Robertson, john parish y william parish

Los hermanos Robertson (John Parish Robertson, 1792–1843, y William Parish Robertson, 1795–?), Nacidos en Escocia, se convirtieron en empresarios exitosos en América del Sur, perdieron su fortuna, regresaron a Gran Bretaña y publicaron crónicas de sus experiencias. Estuvieron activos en el comercio entre Gran Bretaña y Paraguay, Argentina, Chile y Perú desde 1813 hasta 1830. Las cartas entre ellos brindan una visión personal de los negocios, las finanzas y la política.

John Robertson visitó por primera vez la región rioplatense en 1806. A los veintiún años se instaló en Asunción como agente mercantil. El futuro era tan prometedor que su hermano William se unió a él. Su asociación prosperó hasta la crisis financiera de 1826, cuando perdieron su fortuna.

Durante los años en que su empresa prosperó, estuvieron activos en muchos frentes: comercial, financiero, social y político. La inmediatez e intimidad de su correspondencia proporciona un relato revelador de la vida cuando estos países se estaban volviendo institucionalmente viables.

Tras su auspicioso comienzo en Asunción, el dictador José Gaspar Francia los expulsó de Paraguay en 1815. Aún en la veintena, trasladaron sus operaciones a Corrientes. En 1817, John regresó a Londres para consolidar conexiones en el mundo financiero, regresando a Argentina en 1820, cuando estableció una colonia agrícola para inmigrantes escoceses en 6,500 hectáreas de tierra privilegiada en Monte Grande en la provincia de Buenos Aires. La iniciativa fue autorizada por Bernardino Rivadavia, gobernador de la provincia, en un decreto firmado el 11 de marzo de 1824. Quince meses después, llegaron desde Escocia más de doscientos colonos escoceses. La colonia fracasó en 1829.

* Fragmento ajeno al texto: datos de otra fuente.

//! Application handlers.
//!
//! Command and query handlers that orchestrate domain operations.

pub mod journal;
pub mod preferences;
pub mod subscription;
pub mod symptom;
pub mod technique;

pub use journal::{
    AddJournalEntryCommand, AddJournalEntryHandler, DeleteJournalEntryCommand,
    DeleteJournalEntryHandler, ListJournalEntriesHandler,
};
pub use preferences::{current_locale, DisclaimerHandler, LocalePreferenceHandler};
pub use subscription::{
    GetProfileHandler, ProfileView, StartSubscriptionHandler, PAYMENT_FAILED_MESSAGE,
};
pub use symptom::{
    LookupOutcome, LookupSymptomCommand, LookupSymptomHandler, LOOKUP_FAILED_MESSAGE,
};
pub use technique::{
    ExplainTechniqueCommand, ExplainTechniqueHandler, ListTechniquesHandler, ListTechniquesQuery,
    EXPLANATION_FAILED_MESSAGE,
};
//! Prompt for technique explanations.

use crate::domain::localization::Locale;

/// Sampling temperature used for technique explanations.
pub const TECHNIQUE_TEMPERATURE: f32 = 0.7;

/// Builds the coaching prompt for `technique_name`, answered in `locale`'s language.
pub fn technique_prompt(technique_name: &str, locale: Locale) -> String {
    format!(
        r#"Act as a coach in NLP and emotional wellness.
Explain the following technique clearly, simply, and practically: "{technique_name}".
Describe what it is, what it's for, and the basic steps to perform it as a self-help exercise.
The tone should be educational and motivating. Do not generate titles, only the explanatory text.
Use line breaks to separate paragraphs and lists.
The entire response must be in {language}."#,
        language = locale.language_name(),
    )
}

#[cfg(test)]
mod tests {
    use super::*;

    #[test]
    fn prompt_names_technique_and_language() {
        let prompt = technique_prompt("Psicomagia", Locale::It);
        assert!(prompt.contains("\"Psicomagia\""));
        assert!(prompt.ends_with("must be in Italian."));
    }
}
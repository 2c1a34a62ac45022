//! Payment adapters.
//!
//! - `SimulatedPaymentProvider` - Accepts after a delay; no real gateway

mod simulated_payment_provider;

pub use simulated_payment_provider::{SimulatedPaymentProvider, DEFAULT_SIMULATED_DELAY};
//! Simulated payment provider.
//!
//! Stands in for a checkout backend: waits a moment, then accepts every
//! request with a `sim_pref_<unix-millis>` preference id. A failing mode
//! exists for exercising the error path.

use async_trait::async_trait;
use std::time::Duration;
use tokio::time::sleep;

use crate::domain::foundation::Timestamp;
use crate::ports::{PaymentError, PaymentProvider, SubscriptionPreference};

pub const DEFAULT_SIMULATED_DELAY: Duration = Duration::from_millis(1500);

/// Payment provider that never talks to a real gateway.
#[derive(Debug, Clone)]
pub struct SimulatedPaymentProvider {
    delay: Duration,
    failure: Option<String>,
}

impl Default for SimulatedPaymentProvider {
    fn default() -> Self {
        Self::new(DEFAULT_SIMULATED_DELAY)
    }
}

impl SimulatedPaymentProvider {
    /// Accepts every request after `delay`.
    pub fn new(delay: Duration) -> Self {
        Self {
            delay,
            failure: None,
        }
    }

    /// Rejects every request with an unavailable error.
    pub fn failing(message: impl Into<String>) -> Self {
        Self {
            delay: Duration::ZERO,
            failure: Some(message.into()),
        }
    }
}

#[async_trait]
impl PaymentProvider for SimulatedPaymentProvider {
    async fn create_subscription_preference(&self) -> Result<SubscriptionPreference, PaymentError> {
        if !self.delay.is_zero() {
            sleep(self.delay).await;
        }

        if let Some(message) = &self.failure {
            return Err(PaymentError::unavailable(message.clone()));
        }

        let preference_id = format!("sim_pref_{}", Timestamp::now().as_unix_millis());
        tracing::debug!(preference_id = %preference_id, "Simulated preference created");
        Ok(SubscriptionPreference::accepted(preference_id))
    }
}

El proyecto más arriesgado que emprendieron los hermanos fue la sindicación de préstamos para los gobiernos de Perú y la provincia de Buenos Aires. John convenció a Alexander Baring de que la rentabilidad de los préstamos a los gobiernos latinoamericanos superaba los riesgos involucrados. El préstamo de Baring Brothers a Argentina sentó un precedente para el futuro manejo errático de los préstamos internacionales y las finanzas públicas por parte de Argentina. Los libros de los hermanos sobre sus experiencias en América del Sur fueron entretenidos y se vendieron bien en sus diferentes ediciones.